Council President Elaine Clegg also voiced support for the idea, saying this is a chance to really look at how things are done and make changes to better the community.
"It's been a long wait for what I think is real opportunity to make systemic change not only in how we treat people of color but how we treat mental health, how we treat a lot of things in this country."
Many other questions from community members focused on police transparency and accountability.
One question asked Lee if the police department would be more transparent and begin to delineate the budget so the public could see exactly how taxpayer money is being spent.
Lee, who has only been on the job nine days, said that is one priority for him and something he is already looking to address.
Other questions asked Boise Police to be transparent in how officers are disciplined, especially for things like excessive force.
Winegar said most of those situations are dealt with through internal affairs but there is also the Office of Police Oversight that can investigate complaints and policy violations as well.
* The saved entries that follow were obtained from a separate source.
//! Fixed-step game session that owns the world and every system.

use std::{rc::Rc, time::Duration};

use anyhow::{Context, Result};
use derivative_dash_core::{
    track_descriptor, Command, Event, PlayerAction, TrackCurve, SIMULATION_RATE_HZ,
};
use derivative_dash_system_analytics::{RunReport, SessionAnalytics};
use derivative_dash_system_answer::AnswerEvaluator;
use derivative_dash_system_effects::VisualEffects;
use derivative_dash_system_input::InputController;
use derivative_dash_world::{apply, query, World};

use crate::{autopilot::Autopilot, config::GameConfig};

/// Simulated time covered by one tick.
pub(crate) const SIMULATION_STEP: Duration =
    Duration::from_nanos(1_000_000_000 / SIMULATION_RATE_HZ as u64);
const MAX_FRAME_DELTA: Duration = Duration::from_millis(100);
const MAX_SUBSTEPS: u32 = 8;

/// What happened during one presented frame.
#[derive(Clone, Copy, Debug, Default, PartialEq, Eq)]
pub(crate) struct FrameReport {
    pub(crate) menu_requested: bool,
}

/// One player's session: the world, the systems reacting to it and the
/// accumulator that decouples simulation from presentation.
#[derive(Debug)]
pub(crate) struct Session {
    world: World,
    input: InputController,
    effects: VisualEffects,
    analytics: SessionAnalytics,
    autopilot: Option<Autopilot>,
    accumulator: Duration,
    unseen_events: Vec<Event>,
    seed: u64,
}

impl Session {
    pub(crate) fn new(config: &GameConfig) -> Result<Self> {
        let descriptor = track_descriptor(config.track).context("failed to select track")?;
        let track = TrackCurve::from_descriptor(*descriptor)
            .with_context(|| format!("track {} is malformed", descriptor.name))?;
        let seed = config.seed.unwrap_or_else(rand::random);
        log::info!(
            "starting session on {} ({}) with tolerance {} and effects seed {}",
            track.name(),
            track.formula_label(),
            config.tolerance,
            seed
        );

        Ok(Self {
            world: World::new(Rc::new(track), AnswerEvaluator::new(config.tolerance)),
            input: InputController::new(),
            effects: VisualEffects::new(seed),
            analytics: SessionAnalytics::new(),
            autopilot: config.autopilot.then_some(Autopilot),
            accumulator: Duration::ZERO,
            unseen_events: Vec::new(),
            seed,
        })
    }

    pub(crate) fn world(&self) -> &World {
        &self.world
    }

    pub(crate) fn effects(&self) -> &VisualEffects {
        &self.effects
    }

    /// Report of the run in progress, or of the run that just finished.
    pub(crate) fn report(&self) -> &RunReport {
        self.analytics.current()
    }

    pub(crate) fn seed(&self) -> u64 {
        self.seed
    }

    /// Turns this frame's actions into commands, then drains the accumulator
    /// in fixed ticks. Held actions are replayed before every tick so speed
    /// ramps with simulated time rather than with the frame rate.
    pub(crate) fn frame(&mut self, frame_dt: Duration, actions: &[PlayerAction]) -> FrameReport {
        let mut actions = actions.to_vec();
        if let Some(autopilot) = &self.autopilot {
            autopilot.plan(&self.world, &mut actions);
        }
        let (held, pressed): (Vec<PlayerAction>, Vec<PlayerAction>) =
            actions.into_iter().partition(|action| action.is_held());

        let mut commands = Vec::new();
        let outcome = self
            .input
            .handle(&self.unseen_events, &pressed, &mut commands);
        self.unseen_events.clear();

        let mut events = Vec::new();
        for command in commands.iter().cloned() {
            apply(&mut self.world, command, &mut events);
        }
        let mut seen = 0;

        self.accumulator += frame_dt.min(MAX_FRAME_DELTA);
        let mut substeps = 0;
        while self.accumulator >= SIMULATION_STEP && substeps < MAX_SUBSTEPS {
            if !held.is_empty() {
                let first = commands.len();
                let _ = self.input.handle(&events[seen..], &held, &mut commands);
                seen = events.len();
                for command in commands[first..].iter().cloned() {
                    apply(&mut self.world, command, &mut events);
                }
            }
            apply(
                &mut self.world,
                Command::Tick {
                    dt: SIMULATION_STEP,
                },
                &mut events,
            );
            self.accumulator -= SIMULATION_STEP;
            substeps += 1;
        }
        if substeps == MAX_SUBSTEPS {
            log::debug!("simulation fell behind; carrying {:?}", self.accumulator);
        }

        self.effects.handle(&events);
        self.analytics.handle(&events, &commands);
        self.unseen_events = events.split_off(seen);

        FrameReport {
            menu_requested: outcome.menu_requested,
        }
    }

    /// Plays one tick per frame until the run ends or `max_ticks` elapse.
    pub(crate) fn run_headless(&mut self, max_ticks: u64) -> &RunReport {
        while !query::phase(&self.world).is_terminal() && query::tick_index(&self.world) < max_ticks
        {
            let _ = self.frame(SIMULATION_STEP, &[]);
        }
        match query::outcome(&self.world) {
            Some(outcome) => log::info!(
                "run finished: {} with score {}",
                outcome.tag(),
                query::score(&self.world)
            ),
            None => log::warn!(
                "run abandoned after {} ticks in phase {:?}",
                query::tick_index(&self.world),
                query::phase(&self.world)
            ),
        }
        self.report()
    }
}
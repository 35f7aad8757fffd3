//! Scrolling camera that maps world coordinates onto the screen.

use crate::WorldPoint;

/// Logical render target dimensions in pixels.
#[derive(Clone, Copy, Debug, PartialEq)]
pub struct Viewport {
    /// Width of the render target.
    pub width: f64,
    /// Height of the render target.
    pub height: f64,
}

impl Viewport {
    /// Fixed logical resolution the game is designed for.
    pub const LOGICAL: Self = Self::new(1000.0, 600.0);

    /// Creates a viewport with explicit dimensions.
    #[must_use]
    pub const fn new(width: f64, height: f64) -> Self {
        Self { width, height }
    }
}

impl Default for Viewport {
    fn default() -> Self {
        Self::LOGICAL
    }
}

/// World-to-screen offset tracking the vehicle.
#[derive(Clone, Copy, Debug, PartialEq, Default)]
pub struct Camera {
    /// World x-coordinate drawn at the left edge of the screen.
    pub x: f64,
    /// World y-coordinate drawn at the bottom edge of the screen.
    pub y: f64,
    viewport: Viewport,
}

impl Camera {
    /// Derives the camera that keeps the vehicle one third from the left edge
    /// and vertically centred.
    ///
    /// The horizontal offset never becomes negative, so the start of the track
    /// stays pinned to the left edge until the vehicle has travelled a third of
    /// the viewport.
    #[must_use]
    pub fn recompute(vehicle: WorldPoint, viewport: Viewport) -> Self {
        Self {
            x: (vehicle.x - viewport.width / 3.0).max(0.0),
            y: vehicle.y - viewport.height / 2.0,
            viewport,
        }
    }

    /// Projects a world point to screen pixels; the y-axis is inverted so
    /// larger world heights are drawn nearer the top of the screen.
    #[must_use]
    pub fn project(&self, point: WorldPoint) -> (f64, f64) {
        (
            point.x - self.x,
            self.viewport.height - (point.y - self.y),
        )
    }

    /// Inclusive range of world x-coordinates visible on screen.
    #[must_use]
    pub fn visible_span(&self) -> (f64, f64) {
        (self.x, self.x + self.viewport.width)
    }
}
Whitney Mestelle, the executive director for Inclusive Idaho, said protests are important for getting the message out. But events like town hall discussions are also important and necessary to invoke change. The goal with Friday night's discussion was to encourage city leaders to start to take action.
"We need an opportunity to actually start those things people are protesting about and those policies they're shouting and the things they're marching in the street for," she said. "We need to start making them happen and this is the first step in that."